## YOUR GOAL
Instruction for the entries that follow: retype exactly the lines from the line with "dimension must hold." to the line with "let rule = self.rule;", both included, and omit all others.

## SUPPLIED INFORMATION
************
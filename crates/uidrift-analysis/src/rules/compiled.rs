//! A rule with its patterns compiled.

use glob::{MatchOptions, Pattern};
use regex::Regex;

use uidrift_core::config::RuleMatch;
use uidrift_core::errors::{RuleError, RuleField};
use uidrift_core::models::{DriftSignal, EntityType};

use super::matcher::strip_line_suffix;

/// Each pattern field holds its compiled form or the compile error.
#[derive(Debug)]
pub struct CompiledRule<'r> {
    pub rule: &'r RuleMatch,
    pub index: usize,
    file: Option<Result<Pattern, RuleError>>,
    component: Option<Result<Regex, RuleError>>,
    token: Option<Result<Regex, RuleError>>,
    value: Option<Result<Regex, RuleError>>,
}

fn compile_regex(index: usize, field: RuleField, pattern: &str) -> Result<Regex, RuleError> {
    Regex::new(pattern).map_err(|e| RuleError::InvalidRegex {
        rule_index: index,
        field,
        pattern: pattern.to_string(),
        message: e.to_string(),
    })
}

fn compile_glob(index: usize, pattern: &str) -> Result<Pattern, RuleError> {
    Pattern::new(pattern).map_err(|e| RuleError::InvalidGlob {
        rule_index: index,
        field: RuleField::File,
        pattern: pattern.to_string(),
        message: e.msg.to_string(),
    })
}

/// `*` and `?` stay within one path segment; only `**` crosses `/`.
fn path_match_options() -> MatchOptions {
    MatchOptions {
        require_literal_separator: true,
        ..MatchOptions::new()
    }
}

impl<'r> CompiledRule<'r> {
    pub fn compile(rule: &'r RuleMatch, index: usize) -> Self {
        Self {
            rule,
            index,
            file: rule.file.as_deref().map(|p| compile_glob(index, p)),
            component: rule
                .component
                .as_deref()
                .map(|p| compile_regex(index, RuleField::Component, p)),
            token: rule
                .token
                .as_deref()
                .map(|p| compile_regex(index, RuleField::Token, p)),
            value: rule
                .value
                .as_deref()
                .map(|p| compile_regex(index, RuleField::Value, p)),
        }
    }

    /// Compile errors, in field order.
    pub fn errors(&self) -> Vec<&RuleError> {
        let mut errors = Vec::new();
        if let Some(Err(e)) = &self.file {
            errors.push(e);
        }
        for field in [&self.component, &self.token, &self.value] {
            if let Some(Err(e)) = field {
                errors.push(e);
            }
        }
        errors
    }

    /// True when the rule has at least one dimension and no compile errors.
    pub fn can_match(&self) -> bool {
        !self.rule.is_empty() && self.errors().is_empty()
    }

    /// Every set dimension must hold.
    pub fn matches(&self, drift: &DriftSignal) -> bool {
        if !self.can_match() {
            return false;
        }
        let rule = self.rule;

        if rule.drift_type.is_some_and(|t| t != drift.drift_type) {
            return false;
        }
        if rule.severity.is_some_and(|s| s != drift.severity) {
            return false;
        }
        if let Some(Ok(glob)) = &self.file {
            if !glob.matches_with(strip_line_suffix(&drift.source.location), path_match_options()) {
                return false;
            }
        }
        if let Some(Ok(re)) = &self.component {
            if drift.source.entity_type != EntityType::Component
                || !re.is_match(&drift.source.entity_name)
            {
                return false;
            }
        }
        if let Some(Ok(re)) = &self.token {
            if drift.source.entity_type != EntityType::Token
                || !re.is_match(&drift.source.entity_name)
            {
                return false;
            }
        }
        if let (Some(Ok(re)), Some(expected)) = (&self.value, rule.value.as_deref()) {
            let Some(actual) = drift.details.actual_str() else {
                return false;
            };
            if actual != expected && !re.is_match(actual) {
                return false;
            }
        }
        true
    }
}
//! Audit and health-score types.

use std::fmt;

use serde::{Deserialize, Serialize};

/// Category of an extracted literal value.
#[derive(Debug, Clone, Copy, PartialEq, Eq, Hash, Serialize, Deserialize)]
#[serde(rename_all = "lowercase")]
pub enum AuditCategory {
    Color,
    Spacing,
    Typography,
    Radius,
    Shadow,
    Other,
}

impl AuditCategory {
    /// Unique values a healthy scale would need in this category.
    pub fn ideal_unique(&self) -> usize {
        match self {
            Self::Color => 12,
            Self::Spacing => 8,
            Self::Typography => 6,
            Self::Radius => 4,
            Self::Shadow => 4,
            Self::Other => 10,
        }
    }
}

/// One literal occurrence found by a value extractor.
#[derive(Debug, Clone, PartialEq, Eq, Serialize, Deserialize)]
pub struct AuditValue {
    pub category: AuditCategory,
    pub value: String,
    pub file: String,
    pub line: u32,
}

#[derive(Debug, Clone, PartialEq, Eq, Serialize, Deserialize)]
pub struct ValueCount {
    pub value: String,
    pub count: usize,
}

#[derive(Debug, Clone, PartialEq, Eq, Serialize, Deserialize)]
#[serde(rename_all = "camelCase")]
pub struct CategoryReport {
    pub category: AuditCategory,
    pub unique_count: usize,
    pub total_count: usize,
    /// Most used values, highest count first.
    pub most_common: Vec<ValueCount>,
}

#[derive(Debug, Clone, PartialEq, Eq, Serialize, Deserialize)]
pub struct FileReport {
    pub file: String,
    pub count: usize,
}

#[derive(Debug, Clone, PartialEq, Eq, Serialize, Deserialize)]
#[serde(rename_all = "camelCase")]
pub struct AuditReport {
    pub total_values: usize,
    pub unique_values: usize,
    pub categories: Vec<CategoryReport>,
    pub worst_files: Vec<FileReport>,
    /// 0-100, 100 when nothing was found.
    pub score: u32,
}

/// A found value that nearly, but not exactly, equals a known token.
#[derive(Debug, Clone, PartialEq, Serialize, Deserialize)]
#[serde(rename_all = "camelCase")]
pub struct CloseMatch {
    pub value: String,
    pub token_id: String,
    pub token_name: String,
    pub token_value: String,
    /// Edit distance for colours, pixel delta for spacing.
    pub distance: f64,
}

/// The file with the most drift, for targeted suggestions.
#[derive(Debug, Clone, PartialEq, Eq, Serialize, Deserialize)]
#[serde(rename_all = "camelCase")]
pub struct WorstFile {
    pub path: String,
    pub issue_count: usize,
}

/// Aggregate counts fed to [`calculate_health_score_pillar`](super::calculate_health_score_pillar).
///
/// All fields default to zero/absent. A default value scores 80: with no
/// tokens and no framework the token-health pillar is empty.
#[derive(Debug, Clone, Default, PartialEq, Eq, Serialize, Deserialize)]
#[serde(rename_all = "camelCase", default)]
pub struct HealthMetrics {
    pub component_count: usize,
    pub token_count: usize,
    pub unused_token_count: usize,
    pub hardcoded_value_count: usize,
    pub unused_component_count: usize,
    pub orphaned_component_count: usize,
    pub repeated_pattern_count: usize,
    pub total_drift_count: usize,
    pub critical_count: usize,
    pub naming_inconsistency_count: usize,
    pub semantic_mismatch_count: usize,
    pub deprecated_pattern_count: usize,
    /// Utility-class framework in use, e.g. "tailwind".
    pub utility_framework: Option<String>,
    /// Component library in use, e.g. "mui", "chakra".
    pub design_system_library: Option<String>,
    pub shadcn_detected: bool,
    pub unique_spacing_values: usize,
    pub worst_file: Option<WorstFile>,
    /// Hardcoded-value drift located in vendored or third-party files.
    pub vendored_drift_count: usize,
}

/// One pillar's score and its cap.
#[derive(Debug, Clone, Copy, PartialEq, Eq, Serialize, Deserialize)]
pub struct PillarScore {
    pub score: u32,
    pub max: u32,
}

#[derive(Debug, Clone, Copy, PartialEq, Eq, PartialOrd, Ord, Hash, Serialize, Deserialize)]
pub enum HealthTier {
    Great,
    Good,
    #[serde(rename = "OK")]
    Ok,
    Bad,
    Terrible,
}

impl HealthTier {
    pub fn as_str(&self) -> &'static str {
        match self {
            Self::Great => "Great",
            Self::Good => "Good",
            Self::Ok => "OK",
            Self::Bad => "Bad",
            Self::Terrible => "Terrible",
        }
    }
}

impl fmt::Display for HealthTier {
    fn fmt(&self, f: &mut fmt::Formatter<'_>) -> fmt::Result {
        f.write_str(self.as_str())
    }
}

#[derive(Debug, Clone, PartialEq, Eq, Serialize, Deserialize)]
#[serde(rename_all = "camelCase")]
pub struct HealthScorePillarResult {
    /// Sum of the four pillars, 0-100.
    pub score: u32,
    pub value_discipline: PillarScore,
    pub token_health: PillarScore,
    pub consistency: PillarScore,
    pub critical_issues: PillarScore,
    pub tier: HealthTier,
    pub suggestions: Vec<String>,
}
************
## ANSWER TO THE PROBLEM
    /// Every set dimension must hold.
    pub fn matches(&self, drift: &DriftSignal) -> bool {
        if !self.can_match() {
            return false;
        }
        let rule = self.rule;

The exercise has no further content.